--- Exercise requirements ---
Repeat exactly, please, the opening lines of the data below, through and including the line where "use crate::credential::persist::FileBackend;" sits.

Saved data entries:
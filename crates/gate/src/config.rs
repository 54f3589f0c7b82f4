// SPDX-License-Identifier: BUSL-1.1
// Copyright (c) 2026 Alfred Jean LLC

use std::path::PathBuf;
use std::sync::Arc;
use std::time::Duration;

use clap::Args;

use crate::credential::oauth::OAuthSettings;
use crate::credential::persist::FileBackend;
use crate::credential::remote::RemoteBackend;
use crate::credential::store::CredentialStore;
use crate::credential::{state_dir, DEFAULT_CREDENTIAL_KEY};
use crate::executor::RetryPolicy;
use crate::gate::ReauthPolicy;

/// Provider, storage, and retry settings for the gateway.
#[derive(Debug, Clone, Args)]
pub struct GatewayConfig {
    /// OAuth token endpoint.
    #[arg(long, env = "AUTHGATE_TOKEN_URL")]
    pub token_url: Option<String>,

    /// OAuth authorization endpoint a human opens to grant access.
    #[arg(long, env = "AUTHGATE_AUTHORIZE_URL")]
    pub authorize_url: Option<String>,

    /// Base URL relative API paths are resolved against.
    #[arg(long, env = "AUTHGATE_API_BASE_URL")]
    pub api_base_url: Option<String>,

    #[arg(long, env = "AUTHGATE_CLIENT_ID")]
    pub client_id: Option<String>,

    #[arg(long, env = "AUTHGATE_CLIENT_SECRET", hide_env_values = true)]
    pub client_secret: Option<String>,

    /// Redirect URI registered with the provider.
    #[arg(long, env = "AUTHGATE_REDIRECT_URI", default_value = "https://127.0.0.1")]
    pub redirect_uri: String,

    /// Space-separated scopes requested at authorization.
    #[arg(long, env = "AUTHGATE_SCOPE")]
    pub scope: Option<String>,

    /// Directory for the credential file [default: state dir].
    #[arg(long, env = "AUTHGATE_CREDENTIAL_DIR")]
    pub credential_dir: Option<PathBuf>,

    /// Logical key the credential bundle is stored under.
    #[arg(long, env = "AUTHGATE_CREDENTIAL_KEY", default_value = DEFAULT_CREDENTIAL_KEY)]
    pub credential_key: String,

    /// Durable key/value store used as primary, with the file as fallback.
    #[arg(long, env = "AUTHGATE_REMOTE_STORE_URL")]
    pub remote_store_url: Option<String>,

    #[arg(long, env = "AUTHGATE_REMOTE_STORE_TOKEN", hide_env_values = true)]
    pub remote_store_token: Option<String>,

    /// Transport failures tolerated per call.
    #[arg(long, env = "AUTHGATE_MAX_RETRIES", default_value = "3")]
    pub max_retries: u32,

    /// Delay before the first transport retry, in milliseconds. Doubles on
    /// each further retry (`base * 2^(n-1)`) up to --max-backoff-ms.
    #[arg(long, env = "AUTHGATE_BASE_DELAY_MS", default_value = "2000")]
    pub base_delay_ms: u64,

    /// Cap on any single backoff, in milliseconds.
    #[arg(long, env = "AUTHGATE_MAX_BACKOFF_MS", default_value = "60000")]
    pub max_backoff_ms: u64,

    /// Wait for a 429 without `Retry-After`, in milliseconds.
    #[arg(long, env = "AUTHGATE_RATE_LIMIT_DELAY_MS", default_value = "60000")]
    pub rate_limit_delay_ms: u64,

    /// Per-attempt HTTP timeout, in milliseconds.
    #[arg(long, env = "AUTHGATE_REQUEST_TIMEOUT_MS", default_value = "30000")]
    pub request_timeout_ms: u64,

    /// Refresh this many seconds before the access token expires.
    #[arg(long, env = "AUTHGATE_REFRESH_BUFFER_SECS", default_value = "120")]
    pub refresh_buffer_secs: u64,

    /// Automatic reauthorization attempts before the gate turns fatal.
    #[arg(long, env = "AUTHGATE_REAUTH_ATTEMPTS", default_value = "3")]
    pub reauth_attempts: u32,

    #[arg(long, env = "AUTHGATE_REAUTH_DELAY_MS", default_value = "5000")]
    pub reauth_delay_ms: u64,

    /// How long the console flow waits for a pasted redirect.
    #[arg(long, env = "AUTHGATE_REAUTH_INPUT_TIMEOUT_SECS", default_value = "300")]
    pub reauth_input_timeout_secs: u64,

    /// Pause the gate when a call spends its whole retry budget.
    #[arg(
        long,
        env = "AUTHGATE_ESCALATE_ON_EXHAUSTION",
        default_value_t = true,
        action = clap::ArgAction::Set
    )]
    pub escalate_on_exhaustion: bool,

    /// Let a call that paused the gate wait for reauthorization and retry.
    #[arg(
        long,
        env = "AUTHGATE_RESUME_AFTER_REAUTH",
        default_value_t = true,
        action = clap::ArgAction::Set
    )]
    pub resume_after_reauth: bool,

    /// Log format (json or text).
    #[arg(long, env = "AUTHGATE_LOG_FORMAT", default_value = "json")]
    pub log_format: String,

    /// Log level (trace, debug, info, warn, error).
    #[arg(long, env = "AUTHGATE_LOG_LEVEL", default_value = "info")]
    pub log_level: String,
}

impl GatewayConfig {
    /// Reject configurations the gateway cannot run with.
    pub fn validate(&self) -> anyhow::Result<()> {
        if self.token_url.as_deref().is_none_or(str::is_empty) {
            anyhow::bail!("--token-url is required");
        }
        if self.client_id.as_deref().is_none_or(str::is_empty) {
            anyhow::bail!("--client-id is required");
        }
        if self.client_secret.as_deref().is_none_or(str::is_empty) {
            anyhow::bail!("--client-secret is required");
        }
        if self.request_timeout_ms == 0 {
            anyhow::bail!("--request-timeout-ms must be greater than zero");
        }
        if self.max_backoff_ms < self.base_delay_ms {
            anyhow::bail!("--max-backoff-ms must not be below --base-delay-ms");
        }
        if self.credential_key.is_empty() || self.credential_key.contains('/') {
            anyhow::bail!("--credential-key must be a non-empty name without '/'");
        }
        match self.log_format.as_str() {
            "json" | "text" => {}
            other => anyhow::bail!("invalid log format: {other}"),
        }
        Ok(())
    }

    /// `validate` plus the API base URL needed to issue requests.
    pub fn validate_api(&self) -> anyhow::Result<()> {
        self.validate()?;
        if self.api_base_url.as_deref().is_none_or(str::is_empty) {
            anyhow::bail!("--api-base-url is required");
        }
        Ok(())
    }

    pub fn retry_policy(&self) -> RetryPolicy {
        RetryPolicy {
            max_retries: self.max_retries,
            base_delay: Duration::from_millis(self.base_delay_ms),
            max_backoff: Duration::from_millis(self.max_backoff_ms),
            rate_limit_default_delay: Duration::from_millis(self.rate_limit_delay_ms),
            request_timeout: Duration::from_millis(self.request_timeout_ms),
            escalate_on_exhaustion: self.escalate_on_exhaustion,
            resume_after_reauth: self.resume_after_reauth,
        }
    }

    pub fn reauth_policy(&self) -> ReauthPolicy {
        ReauthPolicy {
            max_attempts: self.reauth_attempts,
            retry_delay: Duration::from_millis(self.reauth_delay_ms),
        }
    }

    pub fn refresh_buffer(&self) -> Duration {
        Duration::from_secs(self.refresh_buffer_secs)
    }

    pub fn reauth_input_timeout(&self) -> Duration {
        Duration::from_secs(self.reauth_input_timeout_secs)
    }

    pub fn oauth_settings(&self) -> OAuthSettings {
        OAuthSettings {
            token_url: self.token_url.clone().unwrap_or_default(),
            authorize_url: self.authorize_url.clone(),
            client_id: self.client_id.clone().unwrap_or_default(),
            client_secret: self.client_secret.clone().unwrap_or_default(),
            redirect_uri: self.redirect_uri.clone(),
            scope: self.scope.clone(),
            timeout: Duration::from_millis(self.request_timeout_ms),
        }
    }

    pub fn credential_dir(&self) -> PathBuf {
        self.credential_dir.clone().unwrap_or_else(state_dir)
    }

    /// Remote primary with file fallback when a remote URL is set, else file only.
    pub fn build_store(&self) -> CredentialStore {
        let file = Arc::new(FileBackend::new(self.credential_dir()));
        match self.remote_store_url {
            Some(ref url) => {
                let remote = RemoteBackend::new(
                    url.clone(),
                    self.remote_store_token.clone(),
                    Duration::from_millis(self.request_timeout_ms),
                );
                CredentialStore::new(self.credential_key.clone(), Arc::new(remote))
                    .with_fallback(file)
            }
            None => CredentialStore::new(self.credential_key.clone(), file),
        }
    }
}

#[cfg(test)]
#[path = "config_tests.rs"]
mod tests;
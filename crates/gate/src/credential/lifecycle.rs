// SPDX-License-Identifier: BUSL-1.1
// Copyright (c) 2026 Alfred Jean LLC

//! In-memory owner of the credential bundle.
//!
//! Hands out a currently valid bundle, refreshing it shortly before expiry.
//! Concurrent callers that all find the bundle stale share a single refresh.

use std::sync::Arc;
use std::time::Duration;

use parking_lot::Mutex;
use tokio::sync::broadcast;
use tracing::{debug, info, warn};

use crate::clock::Clock;
use crate::credential::oauth::TokenGrant;
use crate::credential::store::CredentialStore;
use crate::credential::{CredentialBundle, DEFAULT_REFRESH_BUFFER};
use crate::error::{AuthError, StorageError};
use crate::events::GatewayEvent;
use crate::singleflight::SingleFlight;

struct LifecycleInner {
    bundle: Option<CredentialBundle>,
    /// Whether the store has been consulted yet.
    loaded: bool,
    /// Bumped every time a bundle is put in place.
    generation: u64,
    refresh: SingleFlight<CredentialBundle, AuthError>,
}

impl LifecycleInner {
    fn set(&mut self, bundle: CredentialBundle) {
        self.bundle = Some(bundle);
        self.generation += 1;
    }
}

/// Sole owner and writer of the current credential bundle.
pub struct TokenLifecycle {
    inner: Mutex<LifecycleInner>,
    grant: Arc<dyn TokenGrant>,
    store: CredentialStore,
    clock: Arc<dyn Clock>,
    refresh_buffer: Duration,
    /// Serializes store writes so an older bundle never lands after a newer one.
    persist_lock: tokio::sync::Mutex<()>,
    event_tx: broadcast::Sender<GatewayEvent>,
}

impl TokenLifecycle {
    pub fn new(
        grant: Arc<dyn TokenGrant>,
        store: CredentialStore,
        clock: Arc<dyn Clock>,
        event_tx: broadcast::Sender<GatewayEvent>,
    ) -> Self {
        Self {
            inner: Mutex::new(LifecycleInner {
                bundle: None,
                loaded: false,
                generation: 0,
                refresh: SingleFlight::new(),
            }),
            grant,
            store,
            clock,
            refresh_buffer: DEFAULT_REFRESH_BUFFER,
            persist_lock: tokio::sync::Mutex::new(()),
            event_tx,
        }
    }

    pub fn with_refresh_buffer(mut self, buffer: Duration) -> Self {
        self.refresh_buffer = buffer;
        self
    }

    pub fn refresh_buffer(&self) -> Duration {
        self.refresh_buffer
    }

    /// Return a bundle that stays valid for at least the refresh buffer.
    ///
    /// A fresh in-memory bundle is returned without I/O. Otherwise the store
    /// is consulted once (first use) and the refresh grant runs; every caller
    /// arriving while that is in flight waits on the same result.
    ///
    /// # Errors
    ///
    /// - [`AuthError::ReauthorizationRequired`] when there is no credential,
    ///   it carries no refresh token, or the provider rejected the refresh.
    ///   The bundle is discarded.
    /// - [`AuthError::Transport`] when the token endpoint could not be
    ///   reached. The bundle is kept and a later call tries again.
    pub async fn get_valid_token(self: &Arc<Self>) -> Result<CredentialBundle, AuthError> {
        let flight = {
            let mut inner = self.inner.lock();
            if let Some(ref bundle) = inner.bundle {
                if bundle.is_fresh(self.clock.now(), self.refresh_buffer) {
                    return Ok(bundle.clone());
                }
            }
            let this = Arc::clone(self);
            inner.refresh.join_or_start(move || this.renew(None))
        };
        flight.wait().await
    }

    /// Refresh regardless of expiry because the API rejected `stale_access_token`.
    ///
    /// If the in-memory bundle already carries a different token, another
    /// caller has renewed it and that bundle is returned without a grant.
    pub async fn force_refresh(
        self: &Arc<Self>,
        stale_access_token: &str,
    ) -> Result<CredentialBundle, AuthError> {
        let flight = {
            let mut inner = self.inner.lock();
            if let Some(ref bundle) = inner.bundle {
                if bundle.access_token != stale_access_token {
                    return Ok(bundle.clone());
                }
            }
            let this = Arc::clone(self);
            let stale = stale_access_token.to_owned();
            inner.refresh.join_or_start(move || this.renew(Some(stale)))
        };
        flight.wait().await
    }

    /// Replace the bundle wholesale (after reauthorization) and persist it.
    pub async fn install(&self, bundle: CredentialBundle) -> Result<(), StorageError> {
        {
            let mut inner = self.inner.lock();
            inner.set(bundle.clone());
            inner.loaded = true;
        }
        info!(expires_at = %bundle.expires_at, "credential installed");
        self.persist(&bundle).await
    }

    /// Run the authorization-code grant and install the result.
    pub async fn exchange_code(&self, code: &str) -> Result<CredentialBundle, AuthError> {
        let bundle = self.grant.exchange_code(code).await?;
        if let Err(e) = self.install(bundle.clone()).await {
            warn!(err = %e, "authorized credential could not be persisted");
        }
        Ok(bundle)
    }

    /// The in-memory bundle, without any I/O.
    pub fn snapshot(&self) -> Option<CredentialBundle> {
        self.inner.lock().bundle.clone()
    }

    pub fn current_access_token(&self) -> Option<String> {
        self.inner.lock().bundle.as_ref().map(|b| b.access_token.clone())
    }

    /// Counter bumped whenever a bundle is installed, refreshed or loaded.
    ///
    /// A caller that captured it before failing can tell whether the
    /// credential was replaced since.
    pub fn generation(&self) -> u64 {
        self.inner.lock().generation
    }

    /// Number of refresh operations started so far.
    pub fn refreshes_started(&self) -> u64 {
        self.inner.lock().refresh.started()
    }

    /// Body of the shared refresh operation.
    ///
    /// `stale` is `Some` for a forced refresh: any bundle whose access token
    /// differs from it is already good enough.
    async fn renew(self: Arc<Self>, stale: Option<String>) -> Result<CredentialBundle, AuthError> {
        let (bundle, loaded) = {
            let inner = self.inner.lock();
            (inner.bundle.clone(), inner.loaded)
        };

        let current = match bundle {
            Some(bundle) => Some(bundle),
            None if loaded => None,
            None => {
                let stored = self.load_stored().await;
                if let Some(ref bundle) = stored {
                    let usable = match stale {
                        Some(ref token) => bundle.access_token != *token,
                        None => bundle.is_fresh(self.clock.now(), self.refresh_buffer),
                    };
                    if usable {
                        self.inner.lock().set(bundle.clone());
                        info!(expires_at = %bundle.expires_at, "loaded stored credential");
                        return Ok(bundle.clone());
                    }
                }
                stored
            }
        };

        let Some(current) = current else {
            debug!("no credential available");
            return Err(AuthError::ReauthorizationRequired);
        };
        if !current.has_refresh_token() {
            warn!("credential has no refresh token");
            self.discard(&current.access_token);
            return Err(AuthError::ReauthorizationRequired);
        }

        match self.grant.refresh(&current.refresh_token).await {
            Ok(fresh) => {
                {
                    let mut inner = self.inner.lock();
                    if let Some(ref installed) = inner.bundle {
                        if installed.access_token != current.access_token {
                            debug!("credential replaced during refresh, keeping newer bundle");
                            return Ok(installed.clone());
                        }
                    }
                    inner.set(fresh.clone());
                }
                info!(expires_at = %fresh.expires_at, "access token refreshed");
                let _ = self
                    .event_tx
                    .send(GatewayEvent::TokenRefreshed { expires_in: fresh.expires_in });
                if let Err(e) = self.persist(&fresh).await {
                    warn!(err = %e, "refreshed credential could not be persisted");
                }
                Ok(fresh)
            }
            // Unreachable provider says nothing about the refresh token itself.
            Err(AuthError::Transport(msg)) => {
                warn!(err = %msg, "token refresh could not reach provider");
                Err(AuthError::Transport(msg))
            }
            Err(e) => {
                warn!(err = %e, "token refresh rejected, discarding credential");
                self.discard(&current.access_token);
                let _ = self.event_tx.send(GatewayEvent::RefreshFailed { error: e.to_string() });
                Err(AuthError::ReauthorizationRequired)
            }
        }
    }

    async fn load_stored(&self) -> Option<CredentialBundle> {
        let result = self.store.load().await;
        self.inner.lock().loaded = true;
        match result {
            Ok(found) => found,
            Err(e) => {
                warn!(err = %e, "credential store unavailable, treating as empty");
                None
            }
        }
    }

    /// Drop the in-memory bundle if it still carries `access_token`.
    fn discard(&self, access_token: &str) {
        let mut inner = self.inner.lock();
        if inner.bundle.as_ref().is_some_and(|b| b.access_token == access_token) {
            inner.bundle = None;
        }
    }

    async fn persist(&self, bundle: &CredentialBundle) -> Result<(), StorageError> {
        let _guard = self.persist_lock.lock().await;
        let still_current =
            self.inner.lock().bundle.as_ref().is_some_and(|b| b.access_token == bundle.access_token);
        if !still_current {
            debug!("skipping persist of superseded credential");
            return Ok(());
        }
        self.store.save(bundle).await
    }
}

#[cfg(test)]
#[path = "lifecycle_tests.rs"]
mod tests;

--- Expected answer ---
filename crates/gate/src/config.rs
repository 54f3589f0c7b82f4
// SPDX-License-Identifier: BUSL-1.1
// Copyright (c) 2026 Alfred Jean LLC

use std::path::PathBuf;
use std::sync::Arc;
use std::time::Duration;

use clap::Args;

use crate::credential::oauth::OAuthSettings;
use crate::credential::persist::FileBackend;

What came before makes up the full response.